En una expedición personal que me propusieron tuve la oportunidad de probar un cocido cuando menos curioso.

En el parador de Chinchón se ofrece durante unos meses al año los fines de semana un cocido de taba que agrupa una serie de ingredientes no habituales en este plato.

El cocido se presenta en dos vuelcos y se sirve en una estructura de madera que contiene todo lo necesario. El servicio, una vez llega la estructura en la mesa, lo tiene que hacer el propio comensal.

La estructura aglutina el puchero de barro para las viandas, otro para la sopa y un plato que contiene los ingredientes de acompañamiento.

Dentro de los ingredientes tenemos aceitunas, pepinillos, cebollas en vinagre, albóndigas, …

La sopa, turbia pero con poco sabor.
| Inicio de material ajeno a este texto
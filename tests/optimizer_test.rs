//! Single optimizer steps on a tiny model: decay groups, schedule
//! ordering and gradient clipping.

mod common;

use burn::prelude::*;

use birthplace_gpt::ml::{
    model::Gpt,
    optimizer::{AdamWSettings, ScheduledAdamW},
    params::ParamPartition,
    schedule::LrSchedule,
};
use common::{assert_close, test_device, tiny_config, TrainTestBackend};

type B = TrainTestBackend;

const VOCAB: usize = 12;
const BLOCK: usize = 8;

fn ids(offset: usize) -> Tensor<B, 2, Int> {
    let ids: Vec<i32> = (0..2 * BLOCK).map(|i| ((i + offset) % VOCAB) as i32).collect();
    Tensor::<B, 1, Int>::from_ints(ids.as_slice(), &test_device()).reshape([2, BLOCK])
}

fn loss(model: &Gpt<B>, supervised: bool) -> Tensor<B, 1> {
    let mask = if supervised {
        Tensor::<B, 2>::ones([2, BLOCK], &test_device())
    } else {
        Tensor::<B, 2>::zeros([2, BLOCK], &test_device())
    };
    let (_, loss) = model.forward_loss(ids(0), ids(1), mask).unwrap();
    loss
}

fn optimizer(model: &Gpt<B>, schedule: LrSchedule, settings: AdamWSettings) -> ScheduledAdamW<B, Gpt<B>> {
    let partition = ParamPartition::new(model.param_decls()).unwrap();
    ScheduledAdamW::new(schedule, settings, partition)
}

fn values<const D: usize>(tensor: Tensor<B, D>) -> Vec<f32> {
    tensor.into_data().to_vec::<f32>().unwrap()
}

#[test]
fn test_rate_is_read_before_tokens_advance_and_only_matrices_decay() {
    let device = test_device();
    let model = tiny_config(VOCAB, BLOCK).init::<B>(&device).unwrap();
    let schedule = LrSchedule { base_rate: 0.1, lr_decay: true, warmup_tokens: 7, final_tokens: 1_000 };
    let settings = AdamWSettings { weight_decay: 0.1, ..AdamWSettings::default() };
    let mut optim = optimizer(&model, schedule, settings);

    let head = values(model.head.weight.val());
    let gamma = values(model.ln_f.gamma.val());
    let tok_emb = values(model.tok_emb.weight.val());

    // An all-zero mask gives all-zero gradients, so only weight decay moves anything.
    let grads = loss(&model, false).backward();
    let (model, first) = optim.step(model, grads, 7).unwrap();
    assert_eq!(first.lr, 0.0);
    assert_eq!(optim.tokens(), 7);
    assert_eq!(optim.step_count(), 1);
    assert_eq!(values(model.head.weight.val()), head);

    let grads = loss(&model, false).backward();
    let (model, second) = optim.step(model, grads, 7).unwrap();
    assert_eq!(second.lr, 0.1);
    assert_eq!(optim.tokens(), 14);
    assert_eq!(optim.step_count(), 2);

    let decayed: Vec<f32> = head.iter().map(|w| w * 0.99).collect();
    assert_close(&values(model.head.weight.val()), &decayed, 1e-6);
    assert_eq!(values(model.ln_f.gamma.val()), gamma);
    assert_eq!(values(model.tok_emb.weight.val()), tok_emb);
}

#[test]
fn test_reported_norm_is_measured_before_clipping() {
    let device = test_device();
    let model = tiny_config(VOCAB, BLOCK).init::<B>(&device).unwrap();
    let schedule = LrSchedule { base_rate: 1e-2, lr_decay: false, warmup_tokens: 0, final_tokens: 0 };
    let settings = AdamWSettings { weight_decay: 0.0, grad_norm_clip: 1e-3, ..AdamWSettings::default() };

    let grads = loss(&model, true).backward();
    let head_grad = model.head.weight.val().grad(&grads).unwrap();
    let head_norm = (head_grad.clone() * head_grad).sum().into_scalar().elem::<f64>().sqrt();
    let (_, single) = optimizer(&model, schedule, settings).step(model.clone(), grads, 16).unwrap();

    let doubled = loss(&model, true).mul_scalar(2.0).backward();
    let (_, double) = optimizer(&model, schedule, settings).step(model.clone(), doubled, 16).unwrap();

    assert!(single.grad_norm > settings.grad_norm_clip);
    assert!(single.grad_norm >= head_norm - 1e-6);
    assert!((double.grad_norm - 2.0 * single.grad_norm).abs() < 1e-4 * single.grad_norm);
}

#[test]
fn test_clipping_shrinks_the_update() {
    let device = test_device();
    let model = tiny_config(VOCAB, BLOCK).init::<B>(&device).unwrap();
    let schedule = LrSchedule { base_rate: 1e-2, lr_decay: false, warmup_tokens: 0, final_tokens: 0 };
    let head = values(model.head.weight.val());

    // Adam normalises away the gradient scale unless the clipped
    // gradients fall far below its epsilon (1e-8).
    let largest_change = |clip: f64| {
        let settings = AdamWSettings { weight_decay: 0.0, grad_norm_clip: clip, ..AdamWSettings::default() };
        let grads = loss(&model, true).backward();
        let (updated, _) = optimizer(&model, schedule, settings).step(model.clone(), grads, 16).unwrap();
        values(updated.head.weight.val())
            .iter()
            .zip(&head)
            .map(|(after, before)| (after - before).abs())
            .fold(0.0f32, f32::max)
    };

    let unclipped = largest_change(0.0);
    let clipped = largest_change(1e-12);
    assert!(unclipped > 5e-3, "{unclipped}");
    assert!(clipped < 1e-5, "{clipped}");
}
Ni siquiera con la hoja de menta.

El segundo vuelco contiene entre otras cosas garbanzos, patatas, pollo, judías verdes, tocino y hasta un curioso cangrejo de río. El conjunto tampoco tiene entidad suficiente como para poder decir que está realmente bueno, pero no, el sabor no está muy conseguido. Me dió la impresión de que está más enfocado a los turistas y que no ponen mucho celo en llegar a conseguir un sabor decente. Una pena.

Se acompaña de vino en jarra y agua.

Teniendo en cuenta el conjunto el precio me pareció caro. Unos 30€ por persona. Como digo, para turistas.